Donbass - Sputnik France, 1920, 24.02.2022
Opération militaire russe en Ukraine
Vladimir Poutine a annoncé le 24 février le début d’une "opération spéciale" pour "protéger les habitants" du Donbass.

Menacé de sanctions au Royaume-Uni, Fillon lâche ses activités en Russie

© Sputnik . Mikhaïl KlimentievFrançois Fillon
François Fillon - Sputnik France, 1920, 25.02.2022
"Je le fais avec tristesse car j’y ai rencontré des hommes et des femmes de grande valeur." François Fillon annonce qu’il démissionne du conseil d’administration de deux groupes russes. La veille, un député britannique a demandé qu’il soit ajouté à la liste des personnes sanctionnées pour ne pas abandonner cette activité.
Après le début de l’opération militaire russe en Ukraine, plusieurs anciens dirigeants européens ont démissionné des conseils d’administration des sociétés russes auxquels ils siégeaient.
L’ancien Premier ministre français François Fillon, membre du conseil d’administration du géant de la pétrochimie russe Sibur et de la société Zaroubeshneft, et l’ancien chancelier allemand Gerhard Schröder, président du conseil de Rosneft, n’ont pas affiché leur intention d’abandonner leur activité en lien avec la Russie.
Ce vendredi 25 février, M.Fillon, à qui cela a été reproché, a annoncé dans les colonnes du Journal du dimanche sa démission des deux sociétés russes alors que la Russie a envahi l’Ukraine.
"Dans ces conditions, je ne saurais poursuivre ma participation aux conseils des entreprises russes Zarubeshneft et Sibur. Je le fais avec tristesse car j’y ai rencontré des hommes et des femmes de grande valeur, ouverts sur le monde, animés par la réussite de leur entreprise, désireux de la porter aux meilleurs standards internationaux, y compris sur les sujets d’environnement et de responsabilité sociale", a-t-il expliqué au JDD qui fera paraître ses propos dans leur intégralité dimanche.

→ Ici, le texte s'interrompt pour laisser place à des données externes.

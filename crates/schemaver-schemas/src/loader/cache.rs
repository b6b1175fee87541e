//! Caching layer so repeated loads of the same file skip parsing
//!
//! Copyright (c) 2025 Schemaver Team
//! Licensed under the Apache-2.0 license

use crate::loader::error::{LoaderError, LoaderResult};
use schemaver_core::Schema;
use std::collections::HashMap;
use std::path::{Path, PathBuf};
use std::time::{Duration, SystemTime};

/// Cached schema with the file state it was built from
#[derive(Debug, Clone)]
pub struct CacheEntry {
    pub schema: Schema,
    pub cached_at: SystemTime,
    /// File modification time when cached
    pub file_mtime: SystemTime,
    pub file_path: PathBuf,
}

impl CacheEntry {
    pub fn new(schema: Schema, file_path: PathBuf, file_mtime: SystemTime) -> Self {
        Self {
            schema,
            cached_at: SystemTime::now(),
            file_mtime,
            file_path,
        }
    }

    /// Check if this cache entry is still valid
    pub fn is_valid(&self, current_mtime: SystemTime, max_age: Option<Duration>) -> bool {
        if current_mtime > self.file_mtime {
            return false;
        }

        if let Some(max_age) = max_age {
            if let Ok(elapsed) = self.cached_at.elapsed() {
                if elapsed > max_age {
                    return false;
                }
            }
        }

        true
    }
}

/// Configuration for cache behavior
#[derive(Debug, Clone)]
pub struct CacheConfig {
    /// Maximum number of entries before the least recently used is evicted
    pub max_entries: usize,
    pub max_age: Option<Duration>,
    pub enabled: bool,
}

impl Default for CacheConfig {
    fn default() -> Self {
        Self {
            max_entries: 64,
            max_age: None,
            enabled: true,
        }
    }
}

/// In-memory cache of loaded schemas keyed by canonical path
#[derive(Debug)]
pub struct SchemaCache {
    entries: HashMap<PathBuf, CacheEntry>,
    config: CacheConfig,
    access_order: Vec<PathBuf>, // LRU order, most recent last
}

impl SchemaCache {
    pub fn new() -> Self {
        Self::with_config(CacheConfig::default())
    }

    pub fn with_config(config: CacheConfig) -> Self {
        Self {
            entries: HashMap::new(),
            config,
            access_order: Vec::new(),
        }
    }

    /// Get a cached schema if present and the file has not changed since
    pub fn get(&mut self, path: &Path) -> LoaderResult<Option<Schema>> {
        if !self.config.enabled {
            return Ok(None);
        }

        let canonical_path = canonicalize(path)?;

        let entry_valid = match self.entries.get(&canonical_path) {
            Some(entry) => entry.is_valid(modified_time(path)?, self.config.max_age),
            None => false,
        };

        if entry_valid {
            self.update_access_order(&canonical_path);
            Ok(self.entries.get(&canonical_path).map(|entry| entry.schema.clone()))
        } else {
            self.remove_path(&canonical_path);
            Ok(None)
        }
    }

    pub fn put(&mut self, path: &Path, schema: Schema) -> LoaderResult<()> {
        if !self.config.enabled {
            return Ok(());
        }

        let canonical_path = canonicalize(path)?;
        let entry = CacheEntry::new(schema, canonical_path.clone(), modified_time(path)?);

        if !self.entries.contains_key(&canonical_path) && self.entries.len() >= self.config.max_entries {
            self.evict_lru();
        }

        self.entries.insert(canonical_path.clone(), entry);
        self.update_access_order(&canonical_path);

        Ok(())
    }

    pub fn remove(&mut self, path: &Path) -> LoaderResult<bool> {
        let canonical_path = canonicalize(path)?;
        let removed = self.entries.remove(&canonical_path).is_some();
        self.access_order.retain(|p| p != &canonical_path);
        Ok(removed)
    }

    pub fn contains(&self, path: &Path) -> LoaderResult<bool> {
        Ok(self.entries.contains_key(&canonicalize(path)?))
    }

    pub fn clear(&mut self) {
        self.entries.clear();
        self.access_order.clear();
    }

    pub fn len(&self) -> usize {
        self.entries.len()
    }

    pub fn is_empty(&self) -> bool {
        self.entries.is_empty()
    }

    fn evict_lru(&mut self) {
        if let Some(oldest_path) = self.access_order.first().cloned() {
            tracing::trace!(path = %oldest_path.display(), "evicting cached schema");
            self.remove_path(&oldest_path);
        }
    }

    fn update_access_order(&mut self, path: &PathBuf) {
        self.access_order.retain(|p| p != path);
        self.access_order.push(path.clone());
    }

    fn remove_path(&mut self, path: &PathBuf) {
        self.entries.remove(path);
        self.access_order.retain(|p| p != path);
    }
}

impl Default for SchemaCache {
    fn default() -> Self {
        Self::new()
    }
}

fn canonicalize(path: &Path) -> LoaderResult<PathBuf> {
    path.canonicalize()
        .map_err(|e| LoaderError::io_error(path.to_path_buf(), e))
}

fn modified_time(path: &Path) -> LoaderResult<SystemTime> {
    std::fs::metadata(path)
        .and_then(|metadata| metadata.modified())
        .map_err(|e| LoaderError::io_error(path.to_path_buf(), e))
}

#[cfg(test)]
mod tests {
    use super::*;
    use std::fs;
    use tempfile::tempdir;

    fn schema_with(name: &str) -> Schema {
        Schema::builder().scalar(name).build()
    }

    #[test]
    fn test_cache_entry_validity() {
        let mtime = SystemTime::now();
        let entry = CacheEntry::new(schema_with("String"), PathBuf::from("schema.json"), mtime);

        assert!(entry.is_valid(mtime, None));
        assert!(!entry.is_valid(mtime + Duration::from_secs(1), None));

        std::thread::sleep(Duration::from_millis(2));
        assert!(!entry.is_valid(mtime, Some(Duration::from_millis(1))));
    }

    #[test]
    fn test_schema_cache_operations() -> LoaderResult<()> {
        let dir = tempdir().unwrap();
        let file_path = dir.path().join("schema.json");
        fs::write(&file_path, "{}").unwrap();

        let mut cache = SchemaCache::new();
        assert!(cache.get(&file_path)?.is_none());

        cache.put(&file_path, schema_with("String"))?;
        assert_eq!(cache.get(&file_path)?, Some(schema_with("String")));
        assert!(cache.contains(&file_path)?);

        // the same file through a different spelling hits the same entry
        let indirect = dir.path().join(".").join("schema.json");
        assert!(cache.contains(&indirect)?);

        assert!(cache.remove(&file_path)?);
        assert!(cache.get(&file_path)?.is_none());
        Ok(())
    }

    #[test]
    fn test_cache_lru_eviction() -> LoaderResult<()> {
        let dir = tempdir().unwrap();
        let mut cache = SchemaCache::with_config(CacheConfig {
            max_entries: 2,
            max_age: None,
            enabled: true,
        });

        let files: Vec<_> = (1..=3).map(|i| dir.path().join(format!("s{i}.json"))).collect();
        for file in &files {
            fs::write(file, "{}").unwrap();
        }

        cache.put(&files[0], schema_with("A"))?;
        cache.put(&files[1], schema_with("B"))?;
        cache.put(&files[2], schema_with("C"))?;

        assert!(!cache.contains(&files[0])?);
        assert!(cache.contains(&files[1])?);
        assert!(cache.contains(&files[2])?);
        assert_eq!(cache.len(), 2);
        Ok(())
    }

    #[test]
    fn test_disabled_cache() -> LoaderResult<()> {
        let dir = tempdir().unwrap();
        let file_path = dir.path().join("schema.json");
        fs::write(&file_path, "{}").unwrap();

        let mut cache = SchemaCache::with_config(CacheConfig {
            enabled: false,
            ..CacheConfig::default()
        });

        cache.put(&file_path, schema_with("String"))?;
        assert!(cache.get(&file_path)?.is_none());
        assert!(cache.is_empty());
        Ok(())
    }
}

Demande de sanctions à son encontre

Il a ainsi botté en touche la question sur de possibles sanctions soulevée jeudi par Tom Tugendhat, un député conservateur britannique qui préside la commission des Affaires étrangères au Parlement. Celui-ci avait demandé à son Premier ministre de cibler les personnalités européennes qui continuaient de travailler dans des sociétés russes.
"Boris Johnson n'a pas listé individuellement les personnalités qui doivent être sanctionnées mais je lui ai demandé de cibler ceux qui ont coopéré avec le système économique de Poutine. Des gens comme l'ancien chancelier allemand Gerhard Schröder ou l'ancien Premier ministre français François Fillon", a-t-il confié à la chaîne britannique Channel 4.

À sanctionner pour ne pas avoir démissionné

Il a estimé que les deux hommes devaient être mis sur liste noire.
"Je lui ai demandé [à Boris Johnson] s'ils rentraient dans le cadre des sanctions et il m'a confirmé qu'ils étaient bien dans ce cadre. Je ne sais pas s'ils seront sanctionnés ou non, mais je pense que tous ceux qui autorisent cette guerre d'agression russe doivent être conscients qu'ils pourraient être sanctionnés", a expliqué le député.
François Fillon avait rejoint le conseil d’administration de Sibur en décembre dernier en tant qu’administrateur indépendant.
Fin juin 2021, il était entré au conseil d’administration d’une autre société russe, Zaroubeshneft, spécialisée dans le développement et l’exploitation des gisements d’hydrocarbures à l’étranger.
Le 24 février, plusieurs anciens dirigeants européens ont présenté leur démission aux conseils d’administration des sociétés russes, en raison de l’opération militaire en Ukraine.
Il s’agit des anciens chefs de gouvernement finlandais Esko Aho, italien Matteo Renzi et autrichien Christian Kern.

Une opération visant la dénazification

L’opération militaire russe en Ukraine a été annoncée dans la matinée du 24 février par Vladimir Poutine.
Le Président russe a précisé que l’opération spéciale avait été lancée à la demande des républiques du Donbass et ne visait pas à occuper l’Ukraine, mais à "démilitariser" et à "dénazifier" le pays.
Le ministère russe de la Défense a indiqué que l’opération ne représentait aucune menace pour la population civile, que les militaires russes ne portaient pas de frappes contre les villes ukrainiennes, mais ciblaient uniquement les infrastructures militaires.